Just to offer a starting point for an alternative approach, we could allow identifiers that begin with a hash and end with a colon (like #samples:) to be assignments, and the same token without the colon (#samples) to be a reference. The text format would then provide a simple grammar for assigning an explicit number or string literal to a name:

(#PI: 3.141)

Thereafter, the compiler would just blindly swap every instance of the first token (minus the colon) for the second one.

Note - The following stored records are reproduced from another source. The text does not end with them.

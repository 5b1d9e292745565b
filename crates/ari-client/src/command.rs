//! Call-control commands and the request shapes they carry.

use std::collections::BTreeMap;
use std::fmt;

use serde::{Deserialize, Serialize};
use serde_json::Value;

/// HTTP verb of a command.
#[derive(Debug, Clone, Copy, PartialEq, Eq)]
pub enum Method {
    Get,
    Post,
    Put,
    Delete,
}

impl Method {
    pub fn as_str(&self) -> &'static str {
        match self {
            Method::Get => "GET",
            Method::Post => "POST",
            Method::Put => "PUT",
            Method::Delete => "DELETE",
        }
    }
}

impl fmt::Display for Method {
    fn fmt(&self, f: &mut fmt::Formatter<'_>) -> fmt::Result {
        f.write_str(self.as_str())
    }
}

impl From<Method> for reqwest::Method {
    fn from(method: Method) -> Self {
        match method {
            Method::Get => reqwest::Method::GET,
            Method::Post => reqwest::Method::POST,
            Method::Put => reqwest::Method::PUT,
            Method::Delete => reqwest::Method::DELETE,
        }
    }
}

/// Percent-encode a value for use as a single path segment.
///
/// Everything but unreserved characters is encoded, so `PJSIP/2765`
/// becomes `PJSIP%2F2765`.
pub fn encode_path_segment(value: &str) -> String {
    urlencoding::encode(value).into_owned()
}

/// A single command against the call-control REST resources.
#[derive(Debug, Clone, PartialEq)]
pub struct Command {
    pub method: Method,
    /// Resource path relative to the API root (e.g. `channels/123/moh`).
    pub resource: String,
    /// Query parameters.
    pub params: Vec<(String, String)>,
    /// Optional JSON body.
    pub body: Option<Value>,
}

impl Command {
    pub fn new(method: Method, resource: impl Into<String>) -> Self {
        Self {
            method,
            resource: resource.into(),
            params: Vec::new(),
            body: None,
        }
    }

    pub fn get(resource: impl Into<String>) -> Self {
        Self::new(Method::Get, resource)
    }

    pub fn post(resource: impl Into<String>) -> Self {
        Self::new(Method::Post, resource)
    }

    pub fn delete(resource: impl Into<String>) -> Self {
        Self::new(Method::Delete, resource)
    }

    /// Add a query parameter.
    pub fn param(mut self, key: impl Into<String>, value: impl Into<String>) -> Self {
        self.params.push((key.into(), value.into()));
        self
    }

    /// Set the JSON body.
    pub fn body(mut self, body: Value) -> Self {
        self.body = Some(body);
        self
    }

    /// Look up a query parameter by name.
    pub fn param_value(&self, key: &str) -> Option<&str> {
        self.params
            .iter()
            .find(|(k, _)| k == key)
            .map(|(_, v)| v.as_str())
    }

    /// Start music on hold for a channel.
    pub fn start_moh(channel_id: &str, moh_class: &str) -> Self {
        Self::post(format!("channels/{}/moh", channel_id)).param("mohClass", moh_class)
    }

    /// Stop music on hold for a channel.
    pub fn stop_moh(channel_id: &str) -> Self {
        Self::delete(format!("channels/{}/moh", channel_id))
    }

    /// Hang up a channel.
    pub fn hangup(channel_id: &str) -> Self {
        Self::delete(format!("channels/{}", channel_id))
    }

    /// Query the state of a device; the id is encoded exactly once.
    pub fn device_state(device_state_id: &str) -> Self {
        Self::get(format!("deviceStates/{}", encode_path_segment(device_state_id)))
    }

    /// Create a mixing bridge with the given id.
    pub fn create_bridge(bridge_id: &str) -> Self {
        Self::post("bridges")
            .param("type", "mixing")
            .param("bridgeId", bridge_id)
    }

    /// Add channels to an existing bridge.
    pub fn add_to_bridge(bridge_id: &str, channel_ids: &[&str]) -> Self {
        Self::post(format!("bridges/{}/addChannel", bridge_id)).param("channel", channel_ids.join(","))
    }

    /// Destroy a bridge.
    pub fn destroy_bridge(bridge_id: &str) -> Self {
        Self::delete(format!("bridges/{}", bridge_id))
    }

    /// Originate a new channel.
    pub fn originate(request: &OriginateRequest) -> Self {
        Self::post("channels")
            .param("app", request.app.as_str())
            .param("appArgs", request.app_args.as_str())
            .body(serde_json::json!({
                "endpoint": request.endpoint,
                "callerId": request.caller_id,
                "timeout": request.timeout_secs,
                "variables": request.variables,
            }))
    }
}

impl fmt::Display for Command {
    fn fmt(&self, f: &mut fmt::Formatter<'_>) -> fmt::Result {
        write!(f, "{} {}", self.method, self.resource)
    }
}

/// Parameters for originating an outbound channel.
#[derive(Debug, Clone, PartialEq, Serialize, Deserialize)]
pub struct OriginateRequest {
    /// Dial endpoint (e.g. `PJSIP/2765`).
    pub endpoint: String,
    pub caller_id: String,
    /// Ring timeout in seconds.
    pub timeout_secs: u64,
    /// Application the channel enters once answered.
    pub app: String,
    /// Comma-separated arguments passed to the application.
    pub app_args: String,
    /// Channel variables.
    pub variables: BTreeMap<String, String>,
}

impl OriginateRequest {
    pub fn new(endpoint: impl Into<String>, app: impl Into<String>) -> Self {
        Self {
            endpoint: endpoint.into(),
            caller_id: String::new(),
            timeout_secs: 30,
            app: app.into(),
            app_args: String::new(),
            variables: BTreeMap::new(),
        }
    }

    pub fn caller_id(mut self, caller_id: impl Into<String>) -> Self {
        self.caller_id = caller_id.into();
        self
    }

    pub fn timeout_secs(mut self, secs: u64) -> Self {
        self.timeout_secs = secs;
        self
    }

    pub fn app_args<I, S>(mut self, args: I) -> Self
    where
        I: IntoIterator<Item = S>,
        S: AsRef<str>,
    {
        self.app_args = args
            .into_iter()
            .map(|a| a.as_ref().to_string())
            .collect::<Vec<_>>()
            .join(",");
        self
    }

    pub fn variable(mut self, key: impl Into<String>, value: impl Into<String>) -> Self {
        self.variables.insert(key.into(), value.into());
        self
    }
}

/// Device state as reported by the platform.
#[derive(Debug, Clone, Default, PartialEq, Deserialize, Serialize)]
pub struct DeviceState {
    #[serde(default)]
    pub name: String,
    #[serde(default)]
    pub state: String,
}

#[cfg(test)]
mod tests {
    use super::*;

    #[test]
    fn test_encode_path_segment() {
        assert_eq!(encode_path_segment("PJSIP/2765"), "PJSIP%2F2765");
        assert_eq!(encode_path_segment("SIP/6000"), "SIP%2F6000");
        assert_eq!(encode_path_segment("Custom:agent a"), "Custom%3Aagent%20a");
    }

    #[test]
    fn test_device_state_encodes_once() {
        let cmd = Command::device_state("PJSIP/2765");
        assert_eq!(cmd.method, Method::Get);
        assert_eq!(cmd.resource, "deviceStates/PJSIP%2F2765");
        assert!(!cmd.resource.contains("%25"));
    }

    #[test]
    fn test_moh_commands() {
        let start = Command::start_moh("caller-1", "default");
        assert_eq!(start.to_string(), "POST channels/caller-1/moh");
        assert_eq!(start.param_value("mohClass"), Some("default"));

        let stop = Command::stop_moh("caller-1");
        assert_eq!(stop.to_string(), "DELETE channels/caller-1/moh");
        assert!(stop.params.is_empty());
    }

    #[test]
    fn test_originate_command() {
        let request = OriginateRequest::new("PJSIP/2765", "voice-agent")
            .caller_id("\"AI Agent\" <6789>")
            .timeout_secs(25)
            .app_args(["attended-transfer", "call-1", "support_agent"])
            .variable("AGENT_CALL_ID", "call-1");

        let cmd = Command::originate(&request);
        assert_eq!(cmd.to_string(), "POST channels");
        assert_eq!(cmd.param_value("app"), Some("voice-agent"));
        assert_eq!(
            cmd.param_value("appArgs"),
            Some("attended-transfer,call-1,support_agent")
        );

        let body = cmd.body.unwrap();
        assert_eq!(body["endpoint"], "PJSIP/2765");
        assert_eq!(body["callerId"], "\"AI Agent\" <6789>");
        assert_eq!(body["timeout"], 25);
        assert_eq!(body["variables"]["AGENT_CALL_ID"], "call-1");
    }

    #[test]
    fn test_bridge_commands() {
        let create = Command::create_bridge("b-1");
        assert_eq!(create.param_value("type"), Some("mixing"));
        assert_eq!(create.param_value("bridgeId"), Some("b-1"));

        let add = Command::add_to_bridge("b-1", &["caller-1", "agent-1"]);
        assert_eq!(add.resource, "bridges/b-1/addChannel");
        assert_eq!(add.param_value("channel"), Some("caller-1,agent-1"));

        let destroy = Command::destroy_bridge("b-1");
        assert_eq!(destroy.to_string(), "DELETE bridges/b-1");
    }
}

The text format could then also provide any number of ways to assign implicit values to identifiers (as suggested originally):

(module
  (data (offset (i32.const 123)) "foo" #barStr: "bar")
  (func $getBarAddr (result i32)
    (i32.const #barStr)))
(data (offset (i32.const 100))
 "foobar"
  #addr1: (i8 0x00 0x10 0x20 0x30)
  ...
  (i32 #addr1)
  ...
)
(elem (i32.const 0) #name: $func #otherName: $otherFunc $yetAnotherFunc)

I'm not super keen on the hash character. A bang may look nicer (like !name: $funcref and offset=!name). I really just wanted to demonstrate that introducing a different kind of identifier simplifies the syntax (i32.const #barStr instead of i32.const data-addr=$barStr), disambiguates implicit assignments that use a regular identifier (#name: $funcref instead of ($name $funcref)), and permits the assignment of explicit values.

Having the colon be significant, while requiring that it's part of the token, is a bit REBOL, but the text format already does this with stuff like offset=1 (which is a single token). The longest-match rule makes it hard to avoid sometimes.